Trotz geöffneter Praxen gleich ins Krankenhaus

Millionen von Krankenhausbehandlungen könnten entfallen, wenn die ambulante Versorgung konsequenter erfolgt. So kommt es jährlich zu 1,765 Millionen Krankenhausfällen, weil Patienten mit prinzipiell ambulant behandelbaren Erkrankungen werktags in eine Klinik aufgenommen werden, obwohl Arztpraxen regulär geöffnet sind.

Berlin, 22. Juli 2016 (IGES Institut) - Das zeigen Analysen des IGES Instituts im Auftrag des Zentralinstituts für die kassenärztliche Versorgung (Zi). Dabei geht es um Diagnosen, bei denen Krankenhausaufenthalte durch eine effektive und rechtzeitige ambulante Versorgung verhindert werden können. Experten sprechen von ambulant-sensitiven Krankenhausfällen (ASK-Fälle).

Insgesamt gab es 2013 rund 3,453 Millionen dieser vermeidbaren Krankenhausfälle. Mehr als die Hälfte - 1,765 Millionen – entstehen während der regulären Praxisöffnungszeiten.

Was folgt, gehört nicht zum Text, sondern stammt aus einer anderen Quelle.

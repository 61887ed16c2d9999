//! Reading field values out of record instances

use super::observable::Observable;
use super::value::FieldValue;
use crate::classify::ValueKind;
use std::collections::HashMap;
use std::sync::Arc;

/// What reading one field of a record produced
#[derive(Debug, Clone, PartialEq)]
pub enum FieldRead {
    Value(FieldValue),
    /// An observable field currently holds nothing
    NoValue,
    /// The record has no such field
    Missing,
    /// The field holds something that is not a value of the expected kind
    Unreadable { found: String },
}

/// Access to a record instance's current field values.
///
/// Called once per registered field per validation call. For wrapped fields
/// the implementation must return one consistent snapshot of the container.
pub trait RecordAccess {
    fn read_field(&self, field: &str, kind: ValueKind, wrapped: bool) -> FieldRead;
}

/// One field of a [`DynamicRecord`]
#[derive(Debug, Clone)]
pub enum Slot {
    Plain(FieldValue),
    Wrapped(Arc<Observable<FieldValue>>),
}

/// A record instance built at runtime, field by field
#[derive(Debug, Clone, Default)]
pub struct DynamicRecord {
    fields: HashMap<String, Slot>,
}

impl DynamicRecord {
    pub fn new() -> Self {
        Self::default()
    }

    /// Set a plain field value
    pub fn with(mut self, field: impl Into<String>, value: impl Into<FieldValue>) -> Self {
        self.fields
            .insert(field.into(), Slot::Plain(value.into()));
        self
    }

    /// Attach a shared observable container
    pub fn with_observable(
        mut self,
        field: impl Into<String>,
        container: Arc<Observable<FieldValue>>,
    ) -> Self {
        self.fields.insert(field.into(), Slot::Wrapped(container));
        self
    }

    pub fn set(&mut self, field: impl Into<String>, value: impl Into<FieldValue>) {
        self.fields
            .insert(field.into(), Slot::Plain(value.into()));
    }

    pub fn slot(&self, field: &str) -> Option<&Slot> {
        self.fields.get(field)
    }
}

impl RecordAccess for DynamicRecord {
    // The slot decides how to read; a plain slot on a wrapped field is read as is.
    fn read_field(&self, field: &str, _kind: ValueKind, _wrapped: bool) -> FieldRead {
        match self.fields.get(field) {
            Some(Slot::Plain(value)) => FieldRead::Value(value.clone()),
            Some(Slot::Wrapped(container)) => match container.get() {
                Some(value) => FieldRead::Value(value),
                None => FieldRead::NoValue,
            },
            None => FieldRead::Missing,
        }
    }
}

fn json_type_name(value: &serde_json::Value) -> &'static str {
    match value {
        serde_json::Value::Null => "null",
        serde_json::Value::Bool(_) => "boolean",
        serde_json::Value::Number(_) => "number",
        serde_json::Value::String(_) => "string",
        serde_json::Value::Array(_) => "array",
        serde_json::Value::Object(_) => "object",
    }
}

/// JSON objects as record instances. A wrapped field reads `null` as no value.
impl RecordAccess for serde_json::Value {
    fn read_field(&self, field: &str, kind: ValueKind, wrapped: bool) -> FieldRead {
        let Some(raw) = self.as_object().and_then(|obj| obj.get(field)) else {
            return FieldRead::Missing;
        };

        if raw.is_null() && wrapped {
            return FieldRead::NoValue;
        }

        match FieldValue::from_json(raw, kind) {
            Some(value) => FieldRead::Value(value),
            None => FieldRead::Unreadable {
                found: json_type_name(raw).to_string(),
            },
        }
    }
}

#[cfg(test)]
mod tests {
    use super::*;
    use serde_json::json;

    #[test]
    fn test_dynamic_record_reads() {
        let speed = Arc::new(Observable::empty());
        let record = DynamicRecord::new()
            .with("age", 7)
            .with_observable("speed", Arc::clone(&speed));

        assert_eq!(
            record.read_field("age", ValueKind::Int32, false),
            FieldRead::Value(FieldValue::Int32(7))
        );
        assert_eq!(
            record.read_field("speed", ValueKind::Int64, true),
            FieldRead::NoValue
        );
        speed.set(FieldValue::Int64(12));
        assert_eq!(
            record.read_field("speed", ValueKind::Int64, true),
            FieldRead::Value(FieldValue::Int64(12))
        );
        assert_eq!(
            record.read_field("name", ValueKind::Text, false),
            FieldRead::Missing
        );
    }

    #[test]
    fn test_json_reads() {
        let instance = json!({ "name": "Ada", "speed": null, "age": "seven" });
        assert_eq!(
            instance.read_field("name", ValueKind::Text, false),
            FieldRead::Value(FieldValue::Text("Ada".into()))
        );
        assert_eq!(
            instance.read_field("speed", ValueKind::Int64, true),
            FieldRead::NoValue
        );
        assert_eq!(
            instance.read_field("age", ValueKind::Int32, false),
            FieldRead::Unreadable {
                found: "string".into()
            }
        );
        assert_eq!(
            instance.read_field("luck", ValueKind::Float32, false),
            FieldRead::Missing
        );
    }

    #[test]
    fn test_json_null_on_plain_field_is_unreadable() {
        let instance = json!({ "age": null });
        assert_eq!(
            instance.read_field("age", ValueKind::Int32, false),
            FieldRead::Unreadable {
                found: "null".into()
            }
        );
    }
}
use super::Visit;
use crate::native::NativeValue;
use crate::path::{Path, Step};
use crate::value::BoxedValue;

/// Recursively visit all leaves together with their [Path]
///
/// A leaf is anything that is not a container, or a container without children. Maps are
/// visited in iteration order and lists in index order.
pub trait VisitLeaves {
    fn visit_leaves<'a>(&'a self, visitor: &mut dyn Visit<(Path, &'a Self)>);
}

impl VisitLeaves for NativeValue {
    fn visit_leaves<'a>(&'a self, visitor: &mut dyn Visit<(Path, &'a Self)>) {
        fn walk<'a>(
            value: &'a NativeValue,
            path: &mut Path,
            visitor: &mut dyn Visit<(Path, &'a NativeValue)>,
        ) {
            match value {
                NativeValue::Map(map) if !map.is_empty() => {
                    for (key, child) in map {
                        path.push(Step::Key(key.clone()));
                        walk(child, path, visitor);
                        path.pop();
                    }
                }
                NativeValue::List(list) if !list.is_empty() => {
                    for (index, child) in list.iter().enumerate() {
                        path.push(Step::Index(index));
                        walk(child, path, visitor);
                        path.pop();
                    }
                }
                _ => visitor.visit((path.clone(), value)),
            }
        }

        walk(self, &mut Path::root(), visitor)
    }
}

impl VisitLeaves for BoxedValue {
    fn visit_leaves<'a>(&'a self, visitor: &mut dyn Visit<(Path, &'a Self)>) {
        fn walk<'a>(
            value: &'a BoxedValue,
            path: &mut Path,
            visitor: &mut dyn Visit<(Path, &'a BoxedValue)>,
        ) {
            match value {
                BoxedValue::Map { entries, .. } if !entries.is_empty() => {
                    for (key, child) in entries {
                        path.push(Step::Key(key.clone()));
                        walk(child, path, visitor);
                        path.pop();
                    }
                }
                BoxedValue::List { items, .. } if !items.is_empty() => {
                    for (index, child) in items.iter().enumerate() {
                        path.push(Step::Index(index));
                        walk(child, path, visitor);
                        path.pop();
                    }
                }
                _ => visitor.visit((path.clone(), value)),
            }
        }

        walk(self, &mut Path::root(), visitor)
    }
}

#[cfg(test)]
mod test {
    use super::*;
    use crate::{native, path};
    use pretty_assertions::assert_eq;

    #[test]
    fn native_leaves_in_order() {
        let value = native!({ "a": [1, { "b": 2 }], "c": {}, "d": null });

        let mut leaves = vec![];
        value.visit_leaves(&mut |(path, leaf): (Path, &NativeValue)| {
            leaves.push((path, leaf.clone()))
        });

        // serde_json orders object keys, so this is also the expected order
        assert_eq!(
            leaves,
            vec![
                (path!["a", 0], native!(1)),
                (path!["a", 1, "b"], native!(2)),
                (path!["c"], native!({})),
                (path!["d"], native!(null)),
            ]
        );
    }

    #[test]
    fn scalar_root_is_a_single_leaf() {
        let value = native!("text");

        let mut paths = vec![];
        value.visit_leaves(&mut |(path, _): (Path, &NativeValue)| paths.push(path));

        assert_eq!(paths, vec![Path::root()]);
    }
}
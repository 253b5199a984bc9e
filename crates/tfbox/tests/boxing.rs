//! Fixture tests
//!
//! Each tests/fixtures/*.json holds an `object`, optional `unknown` and `sensitive` overlays and
//! the `expected` boxed result in its serialized form.

use pretty_assertions::assert_eq;
use tfbox::{load, native, path, BoxedValue, Overlay};

#[test]
fn fixtures() {
    let _ = tracing_subscriber::fmt()
        .with_env_filter(tracing_subscriber::EnvFilter::from_env("TFBOX_LOG"))
        .with_writer(std::io::stderr)
        .try_init();

    insta::glob!("fixtures/*.json", |fixture_path| {
        let fixture = load::load_file(fixture_path, None).expect("fixture must be valid json");
        let field = |name: &str| fixture.get(&path![name]).cloned();

        let object = field("object").expect("fixture must have an object");
        let boxed = tfbox::box_native(&object, field("unknown"), field("sensitive"))
            .expect("fixture overlays must be valid");
        let expected = field("expected").expect("fixture must have an expected result");

        assert_eq!(
            serde_json::to_value(&boxed).unwrap(),
            serde_json::to_value(&expected).unwrap()
        );
    });
}

#[test]
fn serialized_sparse_list() {
    let boxed = tfbox::box_native(&native!([]), Some(native!([false, true])), None).unwrap();

    insta::assert_json_snapshot!(boxed, @r###"
    {
      "kind": "list",
      "items": [
        {
          "kind": "omitted"
        },
        {
          "kind": "unknown",
          "sensitive": false
        }
      ],
      "sensitive": false
    }
    "###);
}

#[test]
fn tfvars_with_json_overlays() {
    let object = load::parse_str(
        r#"
        region   = "eu-west-1"
        db_users = ["admin", "reader"]
        "#,
        load::InputFormat::Hcl,
    )
    .unwrap();
    let unknown = Overlay::try_from(
        load::parse_str(r#"{ "db_users": [false, true] }"#, load::InputFormat::Json).unwrap(),
    )
    .unwrap();
    let sensitive = Overlay::try_from(
        load::parse_str("db_users:\n  - true\n", load::InputFormat::Yaml).unwrap(),
    )
    .unwrap();

    let boxed = tfbox::box_value(&object, &unknown, &sensitive);

    assert_eq!(
        boxed.get(&path!["db_users", 0]),
        Some(&BoxedValue::known("admin", true))
    );
    assert_eq!(
        boxed.get(&path!["db_users", 1]),
        Some(&BoxedValue::unknown(false))
    );
    assert_eq!(
        boxed.get(&path!["region"]),
        Some(&BoxedValue::known("eu-west-1", false))
    );
    assert_eq!(boxed.unknown_paths(), vec![path!["db_users", 1]]);
    assert_eq!(boxed.sensitive_paths(), vec![path!["db_users", 0]]);
}

#[test]
fn boxing_does_not_touch_inputs() {
    let object = native!({ "a": [1, 2] });
    let unknown = Overlay::Tree(native!({ "a": [true] }));
    let before = (object.clone(), unknown.clone());

    let first = tfbox::box_value(&object, &unknown, &Overlay::Absent);
    let second = tfbox::box_value(&object, &unknown, &Overlay::Absent);

    assert_eq!(first, second);
    assert_eq!((object, unknown), before);
}
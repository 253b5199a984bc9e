//! reading native values and overlays from documents
//!
//! Supported formats:
//! - json (e.g. values extracted from `terraform show -json`)
//! - yaml
//! - hcl (e.g. `.tfvars` files), the body is read as one object
use crate::native::NativeValue;
use crate::overlay::{Overlay, OverlayError};
use std::path::Path;

#[derive(Debug, Clone, Copy, PartialEq, Eq)]
pub enum InputFormat {
    Json,
    Yaml,
    Hcl,
}

impl InputFormat {
    /// Guess the format from a file extension
    pub fn from_path(path: &Path) -> Option<Self> {
        let extension = path.extension()?.to_str()?.to_ascii_lowercase();
        match extension.as_str() {
            "json" => Some(InputFormat::Json),
            "yaml" | "yml" => Some(InputFormat::Yaml),
            "hcl" | "tf" | "tfvars" => Some(InputFormat::Hcl),
            _ => None,
        }
    }
}

/// Parse a document
pub fn parse_str(contents: &str, format: InputFormat) -> Result<NativeValue, LoadError> {
    let value = match format {
        InputFormat::Json => serde_json::from_str::<serde_json::Value>(contents)?.into(),
        InputFormat::Yaml => serde_yaml::from_str::<serde_json::Value>(contents)?.into(),
        InputFormat::Hcl => hcl::from_str::<hcl::Value>(contents)?.into(),
    };

    Ok(value)
}

/// Load a document from a file
///
/// Without an explicit `format` it is guessed from the extension, falling back to json.
pub fn load_file(file_path: &Path, format: Option<InputFormat>) -> Result<NativeValue, LoadError> {
    let format = format
        .or_else(|| InputFormat::from_path(file_path))
        .unwrap_or(InputFormat::Json);
    tracing::info!(path=%file_path.display(), ?format, "loading file");

    let file_contents = std::fs::read_to_string(file_path)?;
    parse_str(&file_contents, format)
}

/// Load an unknown or sensitive overlay from a file
pub fn load_overlay(file_path: &Path, format: Option<InputFormat>) -> Result<Overlay, LoadError> {
    Ok(Overlay::try_from(load_file(file_path, format)?)?)
}

#[derive(thiserror::Error, Debug)]
pub enum LoadError {
    #[error("IO error")]
    IoError(#[from] std::io::Error),
    #[error("Unable to parse json document")]
    JsonParseFailed(#[from] serde_json::Error),
    #[error("Unable to parse yaml document")]
    YamlParseFailed(#[from] serde_yaml::Error),
    #[error("Unable to parse hcl document")]
    HclParseFailed(#[from] hcl::Error),
    #[error("Invalid overlay")]
    InvalidOverlay(#[from] OverlayError),
}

Viele Patienten suchen dabei das Krankenhaus auf Eigeninitiative auf ohne vorher bei einem Arzt vorstellig zu werden. Sie werden dann als Notfall aufgenommen, was im Jahr 2013 rund 1,8 Millionen Mal vorkam. Für die Krankenversicherungen entstanden hierdurch Kosten in einer Größenordnung von 4,8 Milliarden Euro. Die häufigsten Gründe für diese vermeidbaren Notfallbehandlungen waren Bluthochdruck (Hypertonie) bzw. hypertensive Herzkrankheit mit und ohne Herzinsuffizienz (rund 25 Prozent) sowie Lungenentzündung (rund zehn Prozent).

Beträchtliches ambulantes Potenzial in der Notfallversorgung

Notaufnahmen hatten zwar außerhalb der Sprechstundenzeiten, etwa am späten Abend, nachts oder am Wochenende, erwartungsgemäß einen besonders hohen Anteil. Sie machten bis zu 90 Prozent der vermeidbaren Krankenhausfälle zu diesen Randzeiten aus. Da es aber tagsüber während der Praxisöffnungszeiten generell mehr vermeidbare Krankenhausfälle gab, kam es unter dem Strich auch zu diesen Sprechstundenzeiten zu ähnlich vielen Notfallaufnahmen von jeweils rund 650.000 Fällen.

Die IGES-Forscher untersuchten auch regionale Unterschiede: So kamen vermeidbare Krankenhausaufnahmen generell, also mit und ohne ärztliche Einweisung, während der Praxisöffnungszeiten im Ruhrgebiet und in ländlichen Regionen mit überwiegend geringeren Arztdichten relativ häufiger vor als in Großstädten. Der Anteil der Notfälle an den vermeidbaren Krankenhausaufnahmen war jedoch in den Großstadtregionen am größten und im Ruhrgebiet am geringsten.

Heterogene Situation auf Kreisebene spricht für regionale Lösungen

Auf Kreisebene schwanken die Häufigkeiten vermeidbarer Krankenhausfälle sowie die Notfallanteile sehr. So streuen die Anteile vermeidbarer Notfälle mittwochs zwischen 12.00 und 14.00 Uhr auf Kreisebene zwischen 12 und 66 Prozent. Diese Unterschiede sprechen dafür, so die Autoren, individuelle regionale Lösungen zu suchen, um ASK-Fälle zu vermeiden und den Grundsatz „ambulant vor stationär“ zu realisieren.

Die Studie „Ambulantes Potenzial in der stationären Notfallversorgung“ erfolgte in zwei Phasen. In einem ersten Teil untersuchten die IGES-Forscher zunächst mit aggregierten Daten des Statistischen Bundesamtes Fallzahlen und regionale Häufigkeiten von vermeidbaren Krankenhausfällen. In dem nun vorgestellten zweiten Teil wurden die stationären Notfälle mit zusätzlichen Diagnosen vertiefend analysiert, etwa nach ihrer zeitlichen Verteilung. Basis sind Krankenhausdaten (DRG-Statistik) des Forschungsdatenzentrums des Statistischen Bundesamtes für das Jahr 2013.